Justicia postoccidental o el fin de la ética global

Tatiana Lozano

Dossier
En las contradicciones de Occidente —su pretensión de una “ética global” y su accionar bajo la lógica del “sometimiento, la exclusión y la aniquilación”— la filósofa Tatiana Lozano ve no sólo lo que ella llama la “caducidad de Occidente”, sino en sus fisuras la posibilidad de una “justicia postoccidental” integrada no por la idea de una ética universalista, que es lo mejor de Occidente, sino por redes en las que las diversas culturas humanas y no humanas interactuarían entre sí para llegar a una verdadera justicia planetaria.    

En los mejores mitos de Occidente se observan, mediante su propio reflejo, las razones de sus múltiples crisis. Mientras su mitología pregona libertad e igualdad, el imperialismo occidental somete y aniquila. A pesar de ser una constante, sólo la llamamos “crisis” cuando la hipocresía se vuelve indefendible e inocultable, cuando los rostros de sus víctimas evaporan la moral que pretende justificar el proyecto occidental. Ante la persecución de migrantes, la precarización de las mayorías y el genocidio, las instituciones occidentales han decidido perder su legitimidad en lugar de sostener sus valores. Aun así, dudo que haya un único hecho que pueda marcar el fin de ese concepto abstracto e instrumento concreto que es Occidente. Si bien las fisuras de su proyecto son cada día más visibles, a través de ellas se puede entrever una salida distinta para rescatar lo valioso de su propuesta teórica.

Entiendo Occidente como una noción que busca demarcar el espacio geográfico, ideológico y de influencia sociocultural europea. Hoy esta influencia la encabeza el eje anglo-europeo y los países del norte global. En este sentido, Occidente es un concepto frontera, es decir, un muro conceptual pero también material. Occidente como frontera se erige tanto en las mentes de quienes quieren distinguir entre los suyos y los otros como entre los territorios de Palestina e Israel (que no dejan de estar ambos en Oriente). Incluso entre México y Estados Unidos habrá quienes crean que se erige un muro entre Occidente y América Latina (considerada occidental o no-occidental según la noción que se tenga).

Occidente no es sólo una frontera, es también el ideal de derribar las fronteras (de ahí que sea tan difícil delimitar su alcance). Como un espejo frente a otro, Occidente proyecta al mismo tiempo cortes o límites y un espacio que se percibe infinito. Su tradición engendró tanto el universalismo según el cual todos los seres humanos tenemos el mismo valor moral, como las herramientas discursivas para distinguir entre los propios y los ajenos. Es tan occidental la idea de la igualdad fundamental del ser humano como la idea de que hay grupos humanos bárbaros, cuya dignidad humana se pone en duda por situarse del otro lado de la frontera occidental. Esta frontera toma muchas formas. Uno se puede quedar fuera por su religión, por su cultura, por sus actos, por el color de la piel, por la precariedad en que vive: por cualquier accidente geográfico o biográfico. Al delimitar un universo se fincan sus límites.

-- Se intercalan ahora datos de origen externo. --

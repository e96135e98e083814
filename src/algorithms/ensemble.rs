//! Independent repeated runs of one pipeline.

use std::sync::Arc;

use rayon::prelude::*;

use crate::config::Config;
use crate::core::error::Result;
use crate::core::utils::{build_thread_pool, Random};
use crate::dataset::FactorizedData;
use crate::processing::ProcessingMultiStage;

/// Run `pipeline` `config.n_runs` times with seeds derived from
/// `config.random_seed`.
///
/// Runs share config and input. Results come back in run order whatever the
/// scheduling, so the output depends on the seed alone.
pub fn run_ensemble<R: Send>(
    pipeline: &ProcessingMultiStage<R>,
    config: Arc<Config>,
    input: Arc<FactorizedData>,
) -> Result<Vec<R>> {
    config.validate()?;
    let seeds = Random::with_seed(config.random_seed).derive_seeds(config.n_runs);
    log::info!(
        "Running {} run(s) on {} objects x {} attributes",
        seeds.len(),
        input.n_objects(),
        input.n_attrs()
    );

    let num_threads = config.effective_num_threads().min(seeds.len());
    if num_threads <= 1 {
        return seeds
            .iter()
            .map(|&seed| pipeline.run(Arc::clone(&config), Arc::clone(&input), seed))
            .collect();
    }

    let pool = build_thread_pool(num_threads)?;
    pool.install(|| {
        seeds
            .par_iter()
            .map(|&seed| pipeline.run(Arc::clone(&config), Arc::clone(&input), seed))
            .collect()
    })
}
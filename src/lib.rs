//! # skrough-rust
//!
//! Rough-set approximate reducts and bireducts over factorized categorical
//! tables.
//!
//! ## Features
//!
//! - **Partition refinement**: [`GroupIndex`] encodes the equivalence classes
//!   induced by an attribute subset and refines them one column at a time.
//! - **Chaos measures**: entropy, Gini impurity and conflicts count over
//!   class-by-decision distributions.
//! - **Randomization test**: permutation check of whether an attribute beats
//!   shuffled copies of itself (DAAR).
//! - **Hook-driven stages**: grow and shrink loops assembled from small,
//!   typed hooks, reproducible from a seed.
//! - **Parallel ensembles**: independent runs with derived seeds on a Rayon
//!   pool.
//!
//! ## Quick Start
//!
//! ```rust
//! use skrough_rust::{get_approx_reduct_greedy_heuristic, ConfigBuilder, FactorizedData};
//!
//! # fn main() -> skrough_rust::Result<()> {
//! let rows = vec![
//!     vec!["sunny", "hot"],
//!     vec!["sunny", "mild"],
//!     vec!["rainy", "hot"],
//!     vec!["rainy", "mild"],
//! ];
//! let data = FactorizedData::from_records(&rows, &["no", "no", "yes", "yes"])?;
//!
//! let config = ConfigBuilder::new().epsilon(0.0).random_seed(7).build()?;
//! let reducts = get_approx_reduct_greedy_heuristic(&data, &config)?;
//! assert_eq!(reducts[0].attrs, vec![0]);
//! # Ok(())
//! # }
//! ```
//!
//! ## Architecture
//!
//! - [`core`]: types, constants, error handling and seeded randomness
//! - [`config`]: run configuration
//! - [`dataset`]: factorized tables and dependency checks
//! - [`measures`]: chaos measures
//! - [`partition`]: the group index
//! - [`selection`]: randomization check and candidate sampling
//! - [`processing`]: state, hooks, stages and multi-stage pipelines
//! - [`structs`]: result value objects
//! - [`algorithms`]: named pipelines and the ensemble runner

#![doc(html_root_url = "https://docs.rs/skrough-rust/")]
#![warn(missing_docs)]
#![deny(unsafe_op_in_unsafe_fn)]
#![warn(
    missing_debug_implementations,
    rust_2018_idioms,
    unreachable_pub,
    non_snake_case,
    non_upper_case_globals
)]

// Core infrastructure module - always available
pub mod core;

// Configuration management module
pub mod config;

// Input tables and dependency checks
pub mod dataset;

// Chaos measures
pub mod measures;

// Partition refinement
pub mod partition;

// Randomization check and sampling
pub mod selection;

// Hook-driven processing
pub mod processing;

// Result value objects
pub mod structs;

// Named assemblies
pub mod algorithms;

// Re-export core functionality for convenience
pub use crate::core::{
    constants::*,
    error::{Result, RoughSetError},
    traits::*,
    types::*,
};

pub use algorithms::{
    get_approx_reduct_daar_heuristic, get_approx_reduct_greedy_heuristic,
    get_bireduct_greedy_heuristic, run_ensemble,
};
pub use config::{Config, ConfigBuilder};
pub use dataset::{
    check_if_approx_reduct, check_if_bireduct, check_if_consistent_table,
    check_if_functional_dependency, check_if_reduct, factorize_column, FactorizedData,
};
pub use measures::{conflicts_count, entropy, gini_impurity, ChaosFn};
pub use partition::GroupIndex;
pub use processing::{ProcessingMultiStage, ProcessingState, Stage};
pub use selection::check_if_attr_better_than_shuffled;
pub use structs::{
    attrs_occurrence_counts, Bireduct, ChaosScoreStats, ObjsAttrsSubset, Reduct,
};

// Version information
pub use crate::core::constants::SKROUGH_RUST_VERSION as VERSION;

/// Initialize logging.
///
/// Installs `env_logger` with an `info` default filter unless `RUST_LOG` is
/// set. Safe to call more than once.
///
/// ```rust
/// skrough_rust::init_logging();
/// ```
pub fn init_logging() {
    crate::core::initialize_logging()
}
//! Input tables and the checks run against them.
//!
//! - [`factorize`]: raw values to dense codes
//! - [`dataset`]: the validated [`FactorizedData`] table
//! - [`dependency`]: functional dependency and (bi)reduct checks
//! - [`objects`]: object selection for bireducts

pub mod dataset;
pub mod dependency;
pub mod factorize;
pub mod objects;

pub use dataset::FactorizedData;
pub use dependency::{
    check_if_approx_reduct, check_if_bireduct, check_if_consistent_table,
    check_if_functional_dependency, check_if_reduct,
};
pub use factorize::factorize_column;
pub use objects::draw_objects;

Las contradicciones internas del proyecto occidental son como dos espejos enfrentados que generan una proyección casi infinita de subordinación y asimilación. De un lado está el ideal y, del otro, la puesta en práctica real del proyecto. Ante esa imagen vertiginosa se requieren referencias para navegar la contradicción inicial recurrente. Considero que esa referencia se ubica en el punto de encuentro entre Occidente como concepto y práctica: en la ética, es decir, el espacio donde la teoría exige concretarse en acción. Y es en la ética donde la caducidad de Occidente se presenta como una constante que va del ideal a la realidad y de regreso.

La ética occidental se hace nombrar a sí misma como una “ética global”. Es global en tanto pretende abarcar a todos los seres humanos y porque se asume teóricamente válida en todos los contextos sociales. Lo primero refiere al intento de aplicar el universalismo cristiano por medio de un sistema de justicia global basado en los derechos humanos y sus instituciones. Con la Declaración Universal de los Derechos Humanos en 1948 se formalizó la idea de que todo humano tiene razones para exigir protecciones mínimas —de instituciones nacionales e internacionales— ante algunas de las amenazas más comunes, como el hambre y la violencia.

La ética global tiene mucho a su favor: desde la teoría se asume que la validez de un juicio moral depende, entre otras cosas, de la imparcialidad dada por la universalidad. Dudaríamos de un juicio moral que no aplicara en todos los contextos. Con la etiqueta “global” la objetividad adquiere una connotación geográfica-cultural. Desde esta perspectiva, hablar de “ética global” sería incluso redundante. Pero la ética es global en otro sentido más revelador: muchos de nuestros problemas actuales tienen causas globales, consecuencias globales y, en ocasiones, soluciones globales. Esto, como la igualdad moral universal, justifica el interés occidental de establecer (imponer) una ética global.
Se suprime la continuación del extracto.